Negative interest rate, the silent revolution

Baisse des taux

Recently the German minister for finance Wolfgang Schaüble has criticized the European Central Bank: “the policy of zero interest rates is an attack on the savings of millions of Germans who have put their money in savings accounts or life insurance”. He implies this is to blame for the rise of the euro-sceptic “Alternative for Germany” Party. Concretely, the minister takes aim at the ECB’s zero reference rate and negative deposit rate (-0,4%). The Central Bank has chosen this policy of negative rates. By penalizing deposits, it pushes the commercial banks to recycle them into credit favorable to growth; a direct pressure in the form of ‘loan or lose’.

The negative rates are attracting broader criticism. Economists fear a destabilization of the financial system as other players, notably life insurance companies, take on more risk in order to preserve returns for investors. Entrepreneurs point to a lack of faith in the future and an obsession with security, seen in a preference for liquidity over all other forms of investment.   Moralists alarm themselves with the reversal of values: payment for borrowing!  The value given to time by the economy and classical ethics appears to waiver in the face of this fast spreading phenomenon: 40% of the European sovereign obligations are now traded with negative rates for longer and longer periods and major companies reimburse less than they borrow.

Is ECB’s policy solely to blame? With his political attack, the German minister refuses to see a substantial trend that has escaped the control of monetary authorities.  In all aging countries, there is a downward trend for demand, a trend accentuated in Europe by other long term trends of unemployment, inequality and, in certain cases, the bottoming of salaries. Economists say weak growth is only compatible with (very) low rates.

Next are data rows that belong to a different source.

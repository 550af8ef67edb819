//! Feed types served by the Mevo public API.

use serde::{Deserialize, Serialize};

/// Kind of entity feed.
///
/// Each feed type maps to one API path segment and one family of render
/// primitive id prefixes.
#[derive(Debug, Clone, Copy, PartialEq, Eq, PartialOrd, Ord, Hash, Serialize, Deserialize)]
#[serde(rename_all = "lowercase")]
pub enum FeedType {
    /// Shared vehicles (point features with icons).
    Vehicle,
    /// Parking zones (polygon or line features).
    Parking,
}

impl FeedType {
    /// All feed types in the order a cycle runs them by default.
    pub const ALL: [Self; 2] = [Self::Vehicle, Self::Parking];

    /// Path segment under the API base URL.
    pub const fn path_segment(self) -> &'static str {
        match self {
            Self::Vehicle => "vehicles",
            Self::Parking => "parking",
        }
    }

    /// Lowercase name used in logs and as the geometry source prefix.
    pub const fn as_str(self) -> &'static str {
        match self {
            Self::Vehicle => "vehicle",
            Self::Parking => "parking",
        }
    }

    /// Prefix of geometry source ids.
    pub const fn source_prefix(self) -> &'static str {
        self.as_str()
    }

    /// Prefix of icon image ids.
    pub const fn image_prefix(self) -> &'static str {
        match self {
            Self::Vehicle => "icon",
            Self::Parking => "parking_icon",
        }
    }

    /// Prefix of symbol layer ids.
    pub const fn symbol_layer_prefix(self) -> &'static str {
        match self {
            Self::Vehicle => "circle",
            Self::Parking => "parking_circle",
        }
    }
}

impl core::fmt::Display for FeedType {
    fn fmt(&self, f: &mut core::fmt::Formatter<'_>) -> core::fmt::Result {
        f.write_str(self.as_str())
    }
}

#[cfg(test)]
mod tests {
    use super::*;

    #[test]
    fn path_segments_match_api() {
        assert_eq!(FeedType::Vehicle.path_segment(), "vehicles");
        assert_eq!(FeedType::Parking.path_segment(), "parking");
    }

    #[test]
    fn serde_uses_lowercase_names() {
        let json = serde_json::to_string(&FeedType::ALL).unwrap_or_default();
        assert_eq!(json, r#"["vehicle","parking"]"#);
        let parsed: Result<FeedType, _> = serde_json::from_str(r#""parking""#);
        assert_eq!(parsed.ok(), Some(FeedType::Parking));
    }
}
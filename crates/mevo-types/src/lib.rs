//! Shared type definitions for the Mevo map sync.
//!
//! This crate is the single source of truth for the data model that flows
//! through the pipeline: feed kinds, the GeoJSON feature model produced by the
//! envelope parser, icon bitmaps, and the identifiers used for sync cycles and
//! render primitives.
//!
//! # Modules
//!
//! - [`feed`] -- Feed types and their API path segments
//! - [`geojson`] -- Feature collections, features, and geometry validation
//! - [`icon`] -- Decoded icon bitmaps and the `IconLoader` seam
//! - [`ids`] -- Cycle ids, entity keys, and render primitive ids

pub mod feed;
pub mod geojson;
pub mod icon;
pub mod ids;

// Re-export all public types at crate root for convenience.
pub use feed::FeedType;
pub use geojson::{
    CollectionContents, Feature, FeatureCollection, FeatureId, Geometry, GeometryClass,
    GeometryError, ICON_URL_PROPERTY, Position,
};
pub use icon::{Icon, IconDataError, IconLoader};
pub use ids::{CycleId, EntityKey, PrimitiveIds};
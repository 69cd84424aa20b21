// Prevents additional console window on Windows in release, DO NOT REMOVE!!
#![cfg_attr(not(debug_assertions), windows_subsystem = "windows")]

fn main() {
    office_trivia_quiz_lib::run()
}
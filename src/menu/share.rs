use crate::menu::config::{
    messages, APPLICATION_ID, PLAY_STORE_URL, SHARE_MESSAGE, SUPPORT_EMAIL, SUPPORT_EMAIL_SUBJECT,
    WHATSAPP_PACKAGE, WHATSAPP_SEND_URL,
};
use crate::menu::platform::{Notifier, UrlLauncher};
use crate::menu::types::LaunchError;

/// `mailto:` link to support with the enquiry subject filled in
pub fn support_email_url() -> String {
    format!(
        "mailto:{}?subject={}",
        SUPPORT_EMAIL,
        urlencoding::encode(SUPPORT_EMAIL_SUBJECT)
    )
}

/// Store listing for this app
pub fn play_store_url() -> String {
    format!("{}{}", PLAY_STORE_URL, APPLICATION_ID)
}

pub fn share_message() -> String {
    format!("{}{}", SHARE_MESSAGE, play_store_url())
}

pub fn whatsapp_share_url() -> String {
    format!("{}{}", WHATSAPP_SEND_URL, urlencoding::encode(&share_message()))
}

/// Open the user's mail app on a pre-filled support email
pub fn email_support(launcher: &dyn UrlLauncher, notifier: &dyn Notifier) -> Result<(), LaunchError> {
    let opened = launcher.open(&support_email_url());
    if let Err(e) = &opened {
        log::error!("Could not open email composer: {}", e);
        notifier.show(messages::ACTION_FAILED);
    }
    opened
}

/// Share the store link through WhatsApp
pub fn share_on_whatsapp(launcher: &dyn UrlLauncher, notifier: &dyn Notifier) -> Result<(), LaunchError> {
    let opened = launcher.open(&whatsapp_share_url());
    match &opened {
        Ok(()) => {}
        Err(LaunchError::NotInstalled(_)) => {
            log::info!("{} is not installed", WHATSAPP_PACKAGE);
            notifier.show(messages::WHATSAPP_MISSING);
        }
        Err(LaunchError::Failed(reason)) => {
            log::error!("Error sharing on WhatsApp: {}", reason);
            notifier.show(messages::ACTION_FAILED);
        }
    }
    opened
}

#[cfg(test)]
mod tests {
    use super::*;
    use std::sync::Mutex;

    enum Behaviour {
        Succeed,
        NotInstalled,
        Fail,
    }

    struct FakeLauncher {
        behaviour: Behaviour,
        opened: Mutex<Vec<String>>,
    }

    impl FakeLauncher {
        fn new(behaviour: Behaviour) -> Self {
            Self {
                behaviour,
                opened: Mutex::new(Vec::new()),
            }
        }
    }

    impl UrlLauncher for FakeLauncher {
        fn open(&self, url: &str) -> Result<(), LaunchError> {
            self.opened.lock().unwrap().push(url.to_string());
            match self.behaviour {
                Behaviour::Succeed => Ok(()),
                Behaviour::NotInstalled => Err(LaunchError::NotInstalled(WHATSAPP_PACKAGE.to_string())),
                Behaviour::Fail => Err(LaunchError::Failed("activity not found".to_string())),
            }
        }
    }

    #[derive(Default)]
    struct Toasts(Mutex<Vec<String>>);

    impl Notifier for Toasts {
        fn show(&self, message: &str) {
            self.0.lock().unwrap().push(message.to_string());
        }
    }

    #[test]
    fn test_support_email_url() {
        assert_eq!(
            support_email_url(),
            "mailto:tom@scribbleapps.co.uk?subject=The%20Office%20Trivia%20Quiz%20enquiry"
        );
    }

    #[test]
    fn test_share_message_links_store_listing() {
        assert_eq!(
            share_message(),
            "Play The Office Trivia Quiz on Android!\n\nhttps://play.google.com/store/apps/details?id=uk.co.thomasroe.officequiz"
        );
        assert!(whatsapp_share_url().starts_with("whatsapp://send?text=Play%20The%20Office"));
        assert!(whatsapp_share_url().contains("%0A%0Ahttps%3A%2F%2Fplay.google.com"));
    }

    #[test]
    fn test_share_success_is_silent() {
        let launcher = FakeLauncher::new(Behaviour::Succeed);
        let toasts = Toasts::default();

        assert!(share_on_whatsapp(&launcher, &toasts).is_ok());
        assert_eq!(launcher.opened.lock().unwrap().as_slice(), &[whatsapp_share_url()]);
        assert!(toasts.0.lock().unwrap().is_empty());
    }

    #[test]
    fn test_share_without_whatsapp() {
        let toasts = Toasts::default();
        let result = share_on_whatsapp(&FakeLauncher::new(Behaviour::NotInstalled), &toasts);

        assert!(matches!(result, Err(LaunchError::NotInstalled(_))));
        assert_eq!(*toasts.0.lock().unwrap(), vec![messages::WHATSAPP_MISSING]);
    }

    #[test]
    fn test_share_failure() {
        let toasts = Toasts::default();
        let result = share_on_whatsapp(&FakeLauncher::new(Behaviour::Fail), &toasts);

        assert!(matches!(result, Err(LaunchError::Failed(_))));
        assert_eq!(*toasts.0.lock().unwrap(), vec![messages::ACTION_FAILED]);
    }

    #[test]
    fn test_email_opens_mailto() {
        let launcher = FakeLauncher::new(Behaviour::Succeed);
        email_support(&launcher, &Toasts::default()).unwrap();

        assert!(launcher.opened.lock().unwrap()[0].starts_with("mailto:"));
    }
}
use crate::menu::config::{AUDIO_PREFERENCE, KEY_PREMIUM_PURCHASED, SHARED_PREFS};
use crate::menu::types::{PreferenceRecord, SettingsError};
use serde_json::{Map, Value};
use std::path::{Path, PathBuf};
use std::sync::{Arc, Mutex};

/// Key-value preference storage
///
/// Reads never fail: anything missing or unreadable comes back as the
/// caller's default. Writes are durable once they return `Ok`.
pub trait PreferenceStore: Send + Sync {
    fn get_bool(&self, key: &str, default: bool) -> bool;
    fn get_int(&self, key: &str, default: i64) -> i64;
    fn put_bool(&self, key: &str, value: bool) -> Result<(), SettingsError>;
    fn put_int(&self, key: &str, value: i64) -> Result<(), SettingsError>;
}

/// Preferences kept as one JSON object on disk, with an in-memory copy
pub struct JsonPrefsStore {
    path: PathBuf,
    cache: Mutex<Option<Map<String, Value>>>,
}

impl JsonPrefsStore {
    /// Store for the `sharedPrefs` namespace inside `dir`
    pub fn open(dir: &Path) -> Result<Self, SettingsError> {
        std::fs::create_dir_all(dir)
            .map_err(|e| SettingsError::Storage(format!("Failed to create app data dir: {}", e)))?;

        Ok(Self {
            path: dir.join(format!("{}.json", SHARED_PREFS)),
            cache: Mutex::new(None),
        })
    }

    pub fn path(&self) -> &Path {
        &self.path
    }

    fn read_file(&self) -> Result<Map<String, Value>, SettingsError> {
        if !self.path.exists() {
            return Ok(Map::new());
        }

        let contents = std::fs::read_to_string(&self.path)
            .map_err(|e| SettingsError::Storage(format!("Failed to read preferences: {}", e)))?;

        serde_json::from_str(&contents)
            .map_err(|e| SettingsError::Storage(format!("Failed to parse preferences: {}", e)))
    }

    fn write_file(&self, prefs: &Map<String, Value>) -> Result<(), SettingsError> {
        let json = serde_json::to_string_pretty(prefs)
            .map_err(|e| SettingsError::Storage(format!("Failed to serialize preferences: {}", e)))?;

        // Replace via rename so a crash never leaves a half-written file
        let tmp = self.path.with_extension("json.tmp");
        std::fs::write(&tmp, json)
            .map_err(|e| SettingsError::Storage(format!("Failed to write preferences: {}", e)))?;
        std::fs::rename(&tmp, &self.path)
            .map_err(|e| SettingsError::Storage(format!("Failed to replace preferences: {}", e)))
    }

    fn lookup(&self, key: &str) -> Option<Value> {
        let mut cache = self.cache.lock().unwrap_or_else(|e| e.into_inner());

        if cache.is_none() {
            match self.read_file() {
                Ok(prefs) => *cache = Some(prefs),
                Err(e) => {
                    log::warn!("{}, falling back to defaults", e);
                    return None;
                }
            }
        }

        cache.as_ref().and_then(|prefs| prefs.get(key).cloned())
    }

    fn put(&self, key: &str, value: Value) -> Result<(), SettingsError> {
        let mut cache = self.cache.lock().unwrap_or_else(|e| e.into_inner());

        let mut prefs = match cache.take() {
            Some(prefs) => prefs,
            None => self.read_file().unwrap_or_else(|e| {
                log::warn!("{}, starting from empty preferences", e);
                Map::new()
            }),
        };
        let previous = prefs.insert(key.to_string(), value);

        let written = self.write_file(&prefs);
        if written.is_err() {
            // Keep the cache in line with what is on disk
            match previous {
                Some(old) => prefs.insert(key.to_string(), old),
                None => prefs.remove(key),
            };
        }
        *cache = Some(prefs);
        written
    }
}

impl PreferenceStore for JsonPrefsStore {
    fn get_bool(&self, key: &str, default: bool) -> bool {
        self.lookup(key).and_then(|v| v.as_bool()).unwrap_or(default)
    }

    fn get_int(&self, key: &str, default: i64) -> i64 {
        self.lookup(key).and_then(|v| v.as_i64()).unwrap_or(default)
    }

    fn put_bool(&self, key: &str, value: bool) -> Result<(), SettingsError> {
        self.put(key, Value::Bool(value))
    }

    fn put_int(&self, key: &str, value: i64) -> Result<(), SettingsError> {
        self.put(key, Value::from(value))
    }
}

/// Volatile store, used when the app data dir is unusable
#[derive(Default)]
pub struct MemoryPrefsStore {
    values: Mutex<Map<String, Value>>,
}

impl PreferenceStore for MemoryPrefsStore {
    fn get_bool(&self, key: &str, default: bool) -> bool {
        let values = self.values.lock().unwrap_or_else(|e| e.into_inner());
        values.get(key).and_then(|v| v.as_bool()).unwrap_or(default)
    }

    fn get_int(&self, key: &str, default: i64) -> i64 {
        let values = self.values.lock().unwrap_or_else(|e| e.into_inner());
        values.get(key).and_then(|v| v.as_i64()).unwrap_or(default)
    }

    fn put_bool(&self, key: &str, value: bool) -> Result<(), SettingsError> {
        let mut values = self.values.lock().unwrap_or_else(|e| e.into_inner());
        values.insert(key.to_string(), Value::Bool(value));
        Ok(())
    }

    fn put_int(&self, key: &str, value: i64) -> Result<(), SettingsError> {
        let mut values = self.values.lock().unwrap_or_else(|e| e.into_inner());
        values.insert(key.to_string(), Value::from(value));
        Ok(())
    }
}

/// Typed view over the two menu preferences
#[derive(Clone)]
pub struct Entitlements {
    store: Arc<dyn PreferenceStore>,
}

impl Entitlements {
    pub fn new(store: Arc<dyn PreferenceStore>) -> Self {
        Self { store }
    }

    /// Sound effects are on unless explicitly stored as 0
    pub fn audio_enabled(&self) -> bool {
        self.store.get_int(AUDIO_PREFERENCE, 1) == 1
    }

    pub fn set_audio_enabled(&self, enabled: bool) -> Result<(), SettingsError> {
        self.store.put_int(AUDIO_PREFERENCE, if enabled { 1 } else { 0 })
    }

    pub fn premium_purchased(&self) -> bool {
        self.store.get_bool(KEY_PREMIUM_PURCHASED, false)
    }

    /// Record a confirmed premium purchase. There is no way to unset it.
    pub fn mark_premium_purchased(&self) -> Result<(), SettingsError> {
        self.store.put_bool(KEY_PREMIUM_PURCHASED, true)
    }

    pub fn record(&self) -> PreferenceRecord {
        PreferenceRecord {
            audio_enabled: self.audio_enabled(),
            premium_purchased: self.premium_purchased(),
        }
    }
}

The situation is profoundly new because the effects of depressed demand are compounded by the policies which led us out of the global financial crisis of 2008; that is to say, the creation of a huge money supply modestly called “quantitative easing”. The balance between investment and savings has been disrupted and the demand for credit is way below the available money. It would take a wave of investment (preferably private in order not to aggravate public debt) to increase rates. For now, nothing has been announced. While waiting, excessive savings are available for too few secure investments, depressing the returns until they are rendered negative

Insufficient secure investments, insufficient demand, insufficient risk, insufficient confidence in the future; we can describe the many facets of this phenomenon but the effect is the same: the “loss of value”. It is easy to see that the debate on negative rates is not solely economic, it is above all political and it is encapsulated in one question, the same arising for each crisis: who will be ruined? At whose expense will we turn around this excess of savings?  The response, feared by Schaüble, seems clear: at the expense of those who have saved.

This is very much a silent revolution. As in all revolutions, it’s about the redistribution of capital where the profits have become untenable. Today, there are savings that we no longer know how to reward. There will be winners and losers. Schaüble well understands that he represents some of those affected. 

For over 30 years, the monetary economy supported growth and widespread innovation. But its limits have become clear since the carnage of 2008.  Among its defects, one has been fatal:  it has put on the shoulders of younger generations a wall of debt. Continuing with negative interest would alter this for the benefit of younger generations. They would have their allies, notably taxpayers for whom the rise of rates would result in a further blow.

The future of negative interest is everyone’s issue.  We are in a new paradigm where we must question our behavior in weak growth, the role of money in the economy, the place of finance in society and the value of time (which climate change is already changing). Saying that the future is intrinsically positive and merits a positive interest rate is not enough. It is the new opportunities and the choices we make which will dictate the quality of that future.